▸ **About this task**:
An acceptable answer contains each line of the material, unchanged.

⁂

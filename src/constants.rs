//! Persian calendar constants.
//!
//! These values drive both conversion directions and the leap year rule.
//!
//! Reference summary:
//! - Months 1–6: 31 days
//! - Months 7–11: 30 days
//! - Month 12: 29 days (30 in a leap year)
//! - Week starts on Saturday (index 0) and ends on Friday (index 6)
//! - Leap years repeat over a 2820 year grand cycle, split into 128 year
//!   blocks
//!
//! Years are walked from a fixed reference Nowruz instead of the historical
//! epoch of year 1, so the contemporary era lines up with the civil calendar
//! while the simplified leap rule applies in both directions.

/// Length of the leap year grand cycle, in years.
pub const GRAND_CYCLE_YEARS: i32 = 2820;

/// Length of one block inside the grand cycle, in years.
pub const SMALL_CYCLE_YEARS: i32 = 128;

/// Days per month in a common year, Farvardin first.
pub const MONTH_LENGTHS: [u8; 12] = [31, 31, 31, 31, 31, 31, 30, 30, 30, 30, 30, 29];

/// Length of Esfand (month 12) in a leap year.
pub const LEAP_ESFAND_LENGTH: u8 = 30;

/// Days in a common Persian year.
pub const COMMON_YEAR_DAYS: u16 = 365;

/// Days in a leap Persian year.
pub const LEAP_YEAR_DAYS: u16 = 366;

/// Days in a week.
pub const DAYS_IN_WEEK: u8 = 7;

/// Persian year of the reference Nowruz.
pub const REFERENCE_YEAR: i32 = 1403;

/// Gregorian 2024-03-20 (Persian 1403/01/01) as days from 0001-01-01,
/// counting 0001-01-01 as day 1 (`chrono::Datelike::num_days_from_ce`).
pub const REFERENCE_NOWRUZ_DAYS_FROM_CE: i32 = 738_965;
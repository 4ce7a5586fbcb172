use persia::{
    PersianDate, PersianDateBuilder, PersiaError, persian_to_gregorian_date,
};

#[test]
fn test_day_thirty_of_esfand_in_common_year() {
    let err = persian_to_gregorian_date(1402, 12, 30).unwrap_err();
    assert_eq!(
        err,
        PersiaError::InvalidDay {
            year: 1402,
            month: 12,
            day: 30,
            days_in_month: 29
        }
    );
    assert!(err.is_invalid_date());
}

#[test]
fn test_month_out_of_range() {
    for month in [0, 13, 255] {
        let err = PersianDate::new(1403, month, 1).unwrap_err();
        assert_eq!(err, PersiaError::InvalidMonth(month));
        assert!(err.is_invalid_date());
    }
}

#[test]
fn test_day_out_of_range() {
    assert!(PersianDate::new(1403, 1, 0).is_err());
    assert!(PersianDate::new(1403, 1, 32).is_err());
    assert!(PersianDate::new(1403, 7, 31).is_err());
    assert!(PersianDate::new(1403, 6, 31).is_ok());
}

#[test]
fn test_invalid_time() {
    let err = PersianDateBuilder::default()
        .with_time(24, 0, 0, 0)
        .err()
        .expect("should error on hour 24");
    match err {
        PersiaError::InvalidTime { hour, .. } => assert_eq!(hour, 24),
        other => panic!("Unexpected error: {other:?}"),
    }
    assert!(!err.is_invalid_date());
}

#[test]
fn test_out_of_range_year() {
    let err = PersianDate::new(1_000_000, 1, 1).unwrap_err();
    assert_eq!(
        err,
        PersiaError::OutOfRange {
            year: 1_000_000,
            month: 1,
            day: 1
        }
    );
}

#[test]
fn test_error_messages() {
    assert_eq!(
        PersiaError::InvalidMonth(13).to_string(),
        "Invalid Persian month: 13 (expected 1-12)"
    );
    assert_eq!(
        persian_to_gregorian_date(1402, 12, 30)
            .unwrap_err()
            .to_string(),
        "Invalid day 30 for Persian 1402/12: month has 29 days"
    );
}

⁂

▸ **Written response**:
filename src/constants.rs
//! Persian calendar constants.
//!
//! These values drive both conversion directions and the leap year rule.
//!
//! Reference summary:
//! - Months 1–6: 31 days
//! - Months 7–11: 30 days
//! - Month 12: 29 days (30 in a leap year)
//! - Week starts on Saturday (index 0) and ends on Friday (index 6)
//! - Leap years repeat over a 2820 year grand cycle, split into 128 year
//!   blocks
//!
//! Years are walked from a fixed reference Nowruz instead of the historical
//! epoch of year 1, so the contemporary era lines up with the civil calendar
//! while the simplified leap rule applies in both directions.

/// Length of the leap year grand cycle, in years.
pub const GRAND_CYCLE_YEARS: i32 = 2820;

/// Length of one block inside the grand cycle, in years.
pub const SMALL_CYCLE_YEARS: i32 = 128;

/// Days per month in a common year, Farvardin first.
pub const MONTH_LENGTHS: [u8; 12] = [31, 31, 31, 31, 31, 31, 30, 30, 30, 30, 30, 29];

/// Length of Esfand (month 12) in a leap year.
pub const LEAP_ESFAND_LENGTH: u8 = 30;

/// Days in a common Persian year.
pub const COMMON_YEAR_DAYS: u16 = 365;

/// Days in a leap Persian year.
pub const LEAP_YEAR_DAYS: u16 = 366;

/// Days in a week.
pub const DAYS_IN_WEEK: u8 = 7;

/// Persian year of the reference Nowruz.
pub const REFERENCE_YEAR: i32 = 1403;

/// Gregorian 2024-03-20 (Persian 1403/01/01) as days from 0001-01-01,
/// counting 0001-01-01 as day 1 (`chrono::Datelike::num_days_from_ce`).
pub const REFERENCE_NOWRUZ_DAYS_FROM_CE: i32 = 738_965;
repository 4ce7a5586fbcb172
use persia::{
    PersianDate, PersianDateBuilder, PersiaError, persian_to_gregorian_date,
};

#[test]
fn test_day_thirty_of_esfand_in_common_year() {
    let err = persian_to_gregorian_date(1402, 12, 30).unwrap_err();
    assert_eq!(
        err,
        PersiaError::InvalidDay {
            year: 1402,
            month: 12,
            day: 30,
            days_in_month: 29
        }
    );
    assert!(err.is_invalid_date());
}

#[test]
fn test_month_out_of_range() {
    for month in [0, 13, 255] {
        let err = PersianDate::new(1403, month, 1).unwrap_err();
        assert_eq!(err, PersiaError::InvalidMonth(month));
        assert!(err.is_invalid_date());
    }
}

#[test]
fn test_day_out_of_range() {
    assert!(PersianDate::new(1403, 1, 0).is_err());
    assert!(PersianDate::new(1403, 1, 32).is_err());
    assert!(PersianDate::new(1403, 7, 31).is_err());
    assert!(PersianDate::new(1403, 6, 31).is_ok());
}

#[test]
fn test_invalid_time() {
    let err = PersianDateBuilder::default()
        .with_time(24, 0, 0, 0)
        .err()
        .expect("should error on hour 24");
    match err {
        PersiaError::InvalidTime { hour, .. } => assert_eq!(hour, 24),
        other => panic!("Unexpected error: {other:?}"),
    }
    assert!(!err.is_invalid_date());
}

#[test]
fn test_out_of_range_year() {
    let err = PersianDate::new(1_000_000, 1, 1).unwrap_err();
    assert_eq!(
        err,
        PersiaError::OutOfRange {
            year: 1_000_000,
            month: 1,
            day: 1
        }
    );
}

#[test]
fn test_error_messages() {
    assert_eq!(
        PersiaError::InvalidMonth(13).to_string(),
        "Invalid Persian month: 13 (expected 1-12)"
    );
    assert_eq!(
        persian_to_gregorian_date(1402, 12, 30)
            .unwrap_err()
            .to_string(),
        "Invalid day 30 for Persian 1402/12: month has 29 days"
    );
}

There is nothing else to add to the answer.